Well after more than six months of fantastic alphabetically inspired posts from some great crime fiction bloggers in several countries, we’ve finally come to the end of the road for the Crime Fiction Alphabet, version 2.011. Z-Day, so to speak.
So, for this final week of our crime fiction sojourn, I’ve decided to feature NOBODY DIES, a 2004 novel from Namibian-born Zirk Van Den Berg, who moved to New Zealand in 1998. NOBODY DIES was Van Den Berg’s first story published in English - he published fiction and screenplays in Afrikaans while living in South Africa prior to emigrating to New Zealand. Interestingly, Van Den Berg told Iain Sharp of the Sunday Star-Times in 2004 that he moved his family from South Africa partially because of the violent crime there, and then he later ended up writing a crime novel set back there.
Published by Black Swan Crime (a division of Random House), NOBODY DIES is a gripping thriller that opens with a bang; a renegade female detective executes a man in her custody. Here’s the backcover blurb:
“Erica van der Linde has found the perfect way to make sure the witnesses in her police protection programme in Cape Town stay hidden. She kills them. As the criminals turned state witnesses have exited one life and not yet started another, there’s nobody to look for them.
But she hasn’t encountered anyone like Daniel Enslin before.
You’d hardly call him a criminal. An apathetic loner in a nothing job, Daniel gets his kicks by associating with Frank Redelinghuys, a dealer in all kinds of merchandise, unfettered by the normal rules of morality. But when Daniel witnesses Frank commit a murder, he feels compelled to do something about it.
He betrays Frank to his arch enemy, policeman Nic Acker, even though this puts his own life in danger. When the case against Frank collapses, Acker has no option but to put Daniel into the witness protection programme. With Erica to set up a new life for him, Daniel will be safe, at least...”
It certainly sounds like an intriguing premise.

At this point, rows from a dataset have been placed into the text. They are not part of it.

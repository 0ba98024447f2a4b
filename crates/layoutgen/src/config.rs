//! Run configuration.
//!
//! Loaded from `layoutgen.toml` (or `--config`). Every key is optional.
//!
//! Example:
//! ```toml
//! path = "schema"
//! backend = "validator"
//!
//! [env_names]
//! api_key = "MY_OTTO_KEY"
//!
//! [[schemas]]
//! layout = "API Customer"
//! schema_name = "Customer"
//! strict_numbers = true
//! ```
//!
//! Per-schema keys override the top-level ones for that schema only; the
//! merged result is a [`ViewSettings`].

use layoutgen_typegen::{Backend, ValueListMode, sanitize};
use serde::Deserialize;
use std::collections::HashSet;
use std::path::{Path, PathBuf};

/// Config file looked up when `--config` is not given.
pub const DEFAULT_CONFIG_FILE: &str = "layoutgen.toml";

#[derive(Debug, thiserror::Error)]
pub enum ConfigError {
    #[error("failed to read config {}", .path.display())]
    Read {
        path: PathBuf,
        #[source]
        source: std::io::Error,
    },

    #[error("invalid config {}", .path.display())]
    Parse {
        path: PathBuf,
        #[source]
        source: toml::de::Error,
    },

    #[error("schema name {0:?} has no characters usable in an identifier")]
    UnusableSchemaName(String),

    #[error("schema name {0:?} collides with an earlier schema name")]
    DuplicateSchemaName(String),
}

/// Root configuration structure.
#[derive(Debug, Clone, PartialEq, Deserialize)]
#[serde(default, deny_unknown_fields)]
pub struct GenerateConfig {
    /// Output root; schema modules land here, clients under `client/`.
    pub path: PathBuf,
    pub generate_client: bool,
    pub backend: Backend,
    pub strict_numbers: bool,
    pub value_lists: ValueListMode,
    /// Emit web viewer clients calling back through this FileMaker script.
    pub webviewer_script_name: Option<String>,
    /// TypeScript file whose `config.tokenStore` is reused by generated clients.
    pub token_store_config: Option<PathBuf>,
    pub env_names: EnvNameConfig,
    pub schemas: Vec<SchemaConfig>,
}

/// Names of the environment variables holding connection settings.
#[derive(Debug, Clone, PartialEq, Eq, Deserialize)]
#[serde(default, deny_unknown_fields)]
pub struct EnvNameConfig {
    pub server: String,
    pub db: String,
    pub api_key: String,
    pub username: String,
    pub password: String,
    pub otto_port: String,
}

/// One layout to generate.
#[derive(Debug, Clone, PartialEq, Deserialize)]
#[serde(deny_unknown_fields)]
pub struct SchemaConfig {
    /// Layout name on the server.
    pub layout: String,
    /// Base name for generated files and identifiers.
    pub schema_name: String,
    #[serde(default)]
    pub backend: Option<Backend>,
    #[serde(default)]
    pub strict_numbers: Option<bool>,
    #[serde(default)]
    pub value_lists: Option<ValueListMode>,
    #[serde(default)]
    pub generate_client: Option<bool>,
}

/// Effective settings for one schema.
#[derive(Debug, Clone, Copy, PartialEq, Eq)]
pub struct ViewSettings {
    pub backend: Backend,
    pub strict_numbers: bool,
    pub value_lists: ValueListMode,
    pub generate_client: bool,
}

impl Default for GenerateConfig {
    fn default() -> Self {
        Self {
            path: PathBuf::from("schema"),
            generate_client: true,
            backend: Backend::default(),
            strict_numbers: false,
            value_lists: ValueListMode::default(),
            webviewer_script_name: None,
            token_store_config: None,
            env_names: EnvNameConfig::default(),
            schemas: Vec::new(),
        }
    }
}

impl Default for EnvNameConfig {
    fn default() -> Self {
        Self {
            server: "FM_SERVER".into(),
            db: "FM_DATABASE".into(),
            api_key: "OTTO_API_KEY".into(),
            username: "FM_USERNAME".into(),
            password: "FM_PASSWORD".into(),
            otto_port: "OTTO_PORT".into(),
        }
    }
}

impl GenerateConfig {
    /// Read and validate the config file at `path`.
    pub fn load(path: &Path) -> Result<Self, ConfigError> {
        let content = std::fs::read_to_string(path).map_err(|source| ConfigError::Read {
            path: path.to_path_buf(),
            source,
        })?;
        Self::parse(&content, path)
    }

    /// Parse and validate config text; `origin` is only used in errors.
    pub fn parse(content: &str, origin: &Path) -> Result<Self, ConfigError> {
        let config: Self = toml::from_str(content).map_err(|source| ConfigError::Parse {
            path: origin.to_path_buf(),
            source,
        })?;
        config.validate()?;
        Ok(config)
    }

    /// Reject schema names that would produce broken identifiers, or that
    /// share an identifier (and so an index export) with an earlier schema.
    pub fn validate(&self) -> Result<(), ConfigError> {
        let mut seen = HashSet::new();
        for schema in &self.schemas {
            let identifier = sanitize(&schema.schema_name);
            if identifier.is_empty() {
                return Err(ConfigError::UnusableSchemaName(schema.schema_name.clone()));
            }
            if !seen.insert(identifier) {
                return Err(ConfigError::DuplicateSchemaName(schema.schema_name.clone()));
            }
        }
        Ok(())
    }

    /// Merge the per-schema overrides of `schema` over the run defaults.
    pub fn view_settings(&self, schema: &SchemaConfig) -> ViewSettings {
        ViewSettings {
            backend: schema.backend.unwrap_or(self.backend),
            strict_numbers: schema.strict_numbers.unwrap_or(self.strict_numbers),
            value_lists: schema.value_lists.unwrap_or(self.value_lists),
            generate_client: schema.generate_client.unwrap_or(self.generate_client),
        }
    }
}

/// Config written by `layoutgen init`.
pub const STARTER_CONFIG: &str = r#"# layoutgen configuration
# Generated files are written under `path`; clients under `path`/client.

path = "schema"
# backend = "validator"        # or "types-only"
# generate_client = true
# strict_numbers = false       # type number fields as `number | null`
# value_lists = "ignore"       # "strict" | "allow-empty" | "ignore"
# webviewer_script_name = "ExecuteDataApi"
# token_store_config = "fmschema.config.ts"

# [env_names]
# server = "FM_SERVER"
# db = "FM_DATABASE"
# api_key = "OTTO_API_KEY"
# username = "FM_USERNAME"
# password = "FM_PASSWORD"
# otto_port = "OTTO_PORT"

[[schemas]]
layout = "API_Contacts"
schema_name = "Contacts"
"#;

Until recently, the book was unavailable other than from libraries and secondhand stores (you might have stumbled across a copy or two squirrelled away in a bookstore somewhere, if you were incredibly lucky). However, van den Berg has now made the book available online, at Smashwords for just US$1.99. Complete with a new cover image (see left).
I've got my hands on a copy of the book, and from everything I've heard, you definitely should consider doing so too. NOBODY DIES inspired the New Zealand Listener to ask in 2004 whether Van Den Berg was "the best thriller writer in New Zealand", and the book was also rated one of the top 5 thrillers (internationally) of 2004, globally, by the New Zealand Herald.
And just last year Stephen Stratford, the head of judges for the literary-fiction focused NZ Post Book Awards (our Kiwi equivalent of the Booker Prize or Australia's Miles Franklin Award), said in an article by Mark Broatch in the Sunday Star-Times that he was "still waiting for a new novel from Zirk van den Berg whose outstanding Nobody Dies came out in 2004".
Have you been part of the Crime Fiction Alphabet? Which of my NZ inspired posts have been your favourites? Do you like the sound of NOBODY DIES? Of a thriller involving corrupt cops and the secret intricacies of witness protection? Have you read any South African set crime fiction? Comments welcome.